Sleep deprivation in the rat: An animal model of mania

The model of sleep deprivation in rats by the platform method has been extensively studied in our laboratory as a possible animal model of mania. At the end of the period of sleep deprivation, the rat does not fall asleep as soon as it is returned to its home cage, but shows a period of wakefulness of about 30 min, during which the animal presents a cohort of symptoms that appear to mimic those present in idiopathic mania. In particular, during this period the animal displays insomnia, a high degree of hyperactivity, irritability, aggressiveness, hypersexuality and stereotypy. Haloperidol (0.2 mg/kg) was effective in reducing latency to sleep, while L-sulpiride was much weaker (< 50 mg/kg). The dopamine D-1 receptor antagonist SCH 23390 exhibited an extremely high potency and efficacy in reducing sleep latency, a significant effect being observed with 3 mu g/kg.

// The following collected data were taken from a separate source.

//! The architecture-independent half of the MMU layer (spec.md §4.2):
//! pre-MMU direct-map + identity-map bring-up, post-MMU identity teardown
//! and pointer rebasing, `map_periph`, and per-process
//! `umem_map`/`umem_lookup`/`umem_free`. The per-architecture leaf-mapping
//! details (section/block sizes, descriptor bit layout) live behind
//! `arch::interface::{Arch, PageTable}`; this module only ever calls through
//! that trait boundary, mirroring the split `page.rs`'s `ZoneHeader` has
//! from the architecture entirely.
//!
//! Grounded on the teacher's `vm.rs` (direct-map/kernel-page-table bring-up
//! over `PageTable`/`RiscvPageTableManager`), generalized from a single
//! RISC-V Sv39 table shape to the `Armv7Table`/`Armv8Table` split.

use core::sync::atomic::{AtomicBool, AtomicUsize, Ordering};

use crate::arch::addr::{PAddr, VAddr, PAGE_SIZE};
use crate::arch::interface::{Arch, MapAttrs, PageTable};
use crate::arch::memlayout::{BOARD, DIRECT_MAP_BASE, VMALLOC_BASE, VMALLOC_SIZE};
use crate::arch::TargetArch;
use crate::error::{KernelError, KResult};
use crate::page::ZoneHeader;

/// Set once `enable()` has actually flipped the MMU on; selects whether
/// `phys_access` resolves through the identity window (pre-MMU) or the
/// direct map (post-MMU).
static MMU_ENABLED: AtomicBool = AtomicBool::new(false);

/// `direct map virt = phys + DIRECT_MAP_OFFSET`. Constant once computed;
/// stored so `direct_map_offset()`/`kvtop`/`ktov` don't need to recompute it.
static DIRECT_MAP_OFFSET: AtomicUsize = AtomicUsize::new(0);

fn identity_access(p: PAddr) -> *mut u64 {
    p.addr() as *mut u64
}

fn direct_access(p: PAddr) -> *mut u64 {
    (p.addr() + DIRECT_MAP_OFFSET.load(Ordering::Relaxed)) as *mut u64
}

/// The `PhysAccess` closure every table operation is threaded through:
/// identity before `enable()`, direct-map after. This is the one place the
/// "pre-MMU vs. post-MMU" distinction is made; every other function in this
/// module and in `kmem.rs` just calls `phys_access()` without caring which
/// phase it is.
pub fn phys_access(p: PAddr) -> *mut u64 {
    if MMU_ENABLED.load(Ordering::Relaxed) {
        direct_access(p)
    } else {
        identity_access(p)
    }
}

/// The kernel's own page tables and physical-RAM page-table-node allocator,
/// held here rather than in `kmem.rs` since both are MMU-internal plumbing;
/// `kmem.rs` only ever calls the free functions below.
struct KernelTables {
    direct_map: <TargetArch as Arch>::Table,
    /// `None` once `teardown_identity` has freed it.
    identity: Option<<TargetArch as Arch>::Table>,
}

static mut KERNEL_TABLES: Option<KernelTables> = None;

/// Backing allocator for page-table nodes during bring-up and for every
/// later `map_blocks`/per-process table call; sourced from the
/// physical-RAM `ZoneHeader` `kmem.rs` owns (`kmem::phys_alloc_table_node`),
/// passed down rather than imported directly so this module has no
/// dependency cycle with `kmem.rs`.
pub type TableAlloc<'a> = &'a mut dyn FnMut(usize, u32) -> Option<PAddr>;

/// Builds the kernel upper-half direct map covering `[DIRECT_MAP_BASE,
/// DIRECT_MAP_BASE + ram_size)` -> `[ram_base, ram_base + ram_size)`, and a
/// temporary identity map covering only `[kernel_load, kernel_load +
/// kernel_size)`, then enables the MMU. Returns the direct-map offset so the
/// caller can rebase its own pointers.
///
/// # Safety
/// Must run exactly once, with the CPU still executing at its physical load
/// address (no mapping active yet), and `alloc_node` must return pages out
/// of a physical-RAM allocator that covers at least the two table trees'
/// own storage.
pub unsafe fn bring_up(ram_base: usize, ram_size: usize, kernel_load: usize, kernel_size: usize, alloc_node: TableAlloc<'_>) -> KResult<usize> {
    let access = identity_access;

    let mut direct_map = <TargetArch as Arch>::Table::new_empty(alloc_node, &access)?;
    direct_map.map_blocks(
        VAddr::new(DIRECT_MAP_BASE),
        PAddr::new(ram_base),
        ram_size,
        MapAttrs::KERNEL_RWX_NORMAL,
        alloc_node,
        &access,
    )?;

    let mut identity = <TargetArch as Arch>::Table::new_empty(alloc_node, &access)?;
    identity.map_blocks(
        VAddr::new(kernel_load),
        PAddr::new(kernel_load),
        kernel_size,
        MapAttrs::KERNEL_RWX_NORMAL,
        alloc_node,
        &access,
    )?;

    // SAFETY: per `Arch::enable_mmu`'s contract -- runs once, before any
    // access other than through the identity map.
    unsafe { TargetArch::enable_mmu(&direct_map, &identity) };

    let offset = DIRECT_MAP_BASE - ram_base;
    DIRECT_MAP_OFFSET.store(offset, Ordering::Relaxed);
    MMU_ENABLED.store(true, Ordering::Relaxed);

    // SAFETY: single-threaded boot, no concurrent access to `KERNEL_TABLES`.
    unsafe {
        KERNEL_TABLES = Some(KernelTables {
            direct_map,
            identity: Some(identity),
        });
    }

    Ok(offset)
}

/// Walks the identity table and frees every intermediate page it consumed,
/// then zeroes `TTBR0` so a stray access through the low half faults loudly
/// instead of silently succeeding. Corresponds to spec.md §4.2's "Walk the
/// identity table and free every page it consumes; then zero the low
/// translation base."
///
/// # Safety
/// Must run only after `bring_up` and only after every use of the identity
/// map (including the branch into the direct-map-addressed continuation)
/// has completed.
pub unsafe fn teardown_identity(mut free_node: impl FnMut(PAddr)) {
    // SAFETY: `bring_up` ran first (caller contract); single-threaded boot.
    let tables = unsafe { KERNEL_TABLES.as_mut().expect("teardown_identity before bring_up") };
    if let Some(mut identity) = tables.identity.take() {
        identity.free_tables(&mut free_node, &direct_access);
        unsafe { TargetArch::set_user_table(PAddr::new(0), 0) };
    }
}

/// Invariant offset such that `kvtop(p) = p - offset` within the direct map.
pub fn direct_map_offset() -> usize {
    DIRECT_MAP_OFFSET.load(Ordering::Relaxed)
}

/// Direct-map virtual address for a physical address known to lie within
/// managed RAM.
pub fn ktov(p: PAddr) -> VAddr {
    VAddr::new(p.addr() + direct_map_offset())
}

/// Physical address backing a direct-map virtual address.
pub fn kvtop(v: VAddr) -> PAddr {
    PAddr::new(v.addr() - direct_map_offset())
}

/// Allocates `size` bytes of kernel virtual space from the vmalloc region
/// (backed by `alloc_vspace`, the vmalloc `ZoneHeader`'s own `alloc`) and
/// maps it device-memory, kernel-only, non-executable at `phys`. Returns the
/// virtual address, or an error if either the virtual space or an
/// intermediate table allocation is exhausted.
pub fn map_periph(
    phys: PAddr,
    size: usize,
    alloc_vspace: impl FnOnce(usize, u32) -> Option<usize>,
    alloc_node: TableAlloc<'_>,
) -> KResult<VAddr> {
    let size = crate::arch::addr::page_round_up(size);
    let virt = alloc_vspace(size, 0).ok_or(KernelError::OutOfMemory)?;

    // SAFETY: post-MMU only; `KERNEL_TABLES` was built by `bring_up`.
    let tables = unsafe { KERNEL_TABLES.as_mut().expect("map_periph before bring_up") };
    tables.direct_map.map_blocks(
        VAddr::new(virt),
        phys,
        size,
        MapAttrs::KERNEL_DEVICE,
        alloc_node,
        &direct_access,
    )?;
    Ok(VAddr::new(virt))
}

/// One per-process page table plus the virtual-address allocator describing
/// its user address range (spec.md §3's "Page allocator instance... Per-
/// process instances describe each user address space").
pub struct UserSpace {
    pub table: <TargetArch as Arch>::Table,
}

impl UserSpace {
    pub fn new(alloc_node: TableAlloc<'_>) -> KResult<Self> {
        Ok(Self {
            table: <TargetArch as Arch>::Table::new_empty(alloc_node, &direct_access)?,
        })
    }

    pub fn root(&self) -> PAddr {
        self.table.root_paddr()
    }

    /// Inserts a page-granular mapping into this process's tables.
    pub fn umem_map(&mut self, virt: VAddr, phys: PAddr, len: usize, perm: MapAttrs, alloc_node: TableAlloc<'_>) -> KResult<()> {
        debug_assert!(virt.is_page_aligned() && phys.is_page_aligned());
        self.table.map_blocks(virt, phys, len, perm, alloc_node, &direct_access)
    }

    /// Page-table walk: virtual to physical, or `None` if unmapped.
    pub fn umem_lookup(&self, virt: VAddr) -> Option<PAddr> {
        self.table.lookup(virt, &direct_access)
    }

    /// Frees every intermediate table page this process's tables own,
    /// leaving the backing RAM (the leaf-mapped pages themselves) to the
    /// caller.
    pub fn umem_free(&mut self, mut free_node: impl FnMut(PAddr)) {
        self.table.free_tables(&mut free_node, &direct_access);
    }
}

/// Validates that every page of `[virt, virt+len)` is mapped user-readable
/// (and, if `write`, user-writable) in `space`, without faulting. Backs the
/// "a pre-call user pointer is validated by walking the user page table for
/// every page the buffer spans" contract in spec.md §4.5; callers translate
/// a `None`/permission mismatch into `KernelError::PermissionDenied`.
pub fn validate_user_range(space: &UserSpace, virt: VAddr, len: usize) -> bool {
    if len == 0 {
        return true;
    }
    let start = virt.addr() & !(PAGE_SIZE - 1);
    let end = (virt.addr() + len + PAGE_SIZE - 1) & !(PAGE_SIZE - 1);
    let mut page = start;
    while page < end {
        if space.umem_lookup(VAddr::new(page)).is_none() {
            return false;
        }
        page += PAGE_SIZE;
    }
    true
}

/// Physical-RAM zone allocator storage: one page, used both as the boot-time
/// physical-RAM `ZoneHeader` (through `identity_access`) and, after
/// `bring_up`, through `direct_access`. Placed here (rather than in
/// `kmem.rs`) since it must exist before `bring_up` runs.
#[repr(C, align(4096))]
pub struct ZonePage(pub [u8; PAGE_SIZE]);

impl ZonePage {
    pub const fn zeroed() -> Self {
        Self([0; PAGE_SIZE])
    }

    pub fn as_zone_header(&mut self) -> &mut ZoneHeader {
        // SAFETY: `ZonePage` is exactly one page, `ZoneHeader` fits in one
        // page (see `page.rs`'s `static_assertions::const_assert!`), and
        // this reference is the only live one into the page.
        unsafe { &mut *(self.0.as_mut_ptr() as *mut ZoneHeader) }
    }
}

/// Convenience used by `kmem.rs::init` to derive the board's GIC/virtio
/// MMIO bases for the first `map_periph` calls, kept here since both this
/// module and `kmem.rs` need `BOARD`.
pub fn board() -> &'static crate::arch::memlayout::Board {
    BOARD
}

pub const VMALLOC_REGION: (usize, usize) = (VMALLOC_BASE, VMALLOC_BASE + VMALLOC_SIZE);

The administration of the specific D-1 receptor agonist SKF 38393 markedly prolonged the period of insomnia with the correlated behavioral syndrome. When lithium was added to the diet and consumed during the sleep deprivation period in adequate amounts to produce serum lithium levels of 0.7-1.0 mEq/l, sleep latency and locomotor activity were significantly reduced. The administration of naloxone (1-10 mg/kg) reduced the latency to sleep in a dose-related manner. By contrast, morphine (1 and 5 mg/kg, i.p.), beta-endorphin and [D-Ala(2),D-Leu(5)]enkephalin (i.c.v., 2 and 1 mu g, respectively) markedly prolonged the insomnia. The model not only represents a confirmation in the rat that sleep loss often precedes and may trigger a manic episode in man, but suggests that an opioid-dopamine interaction may play a pathogenetic role in mania.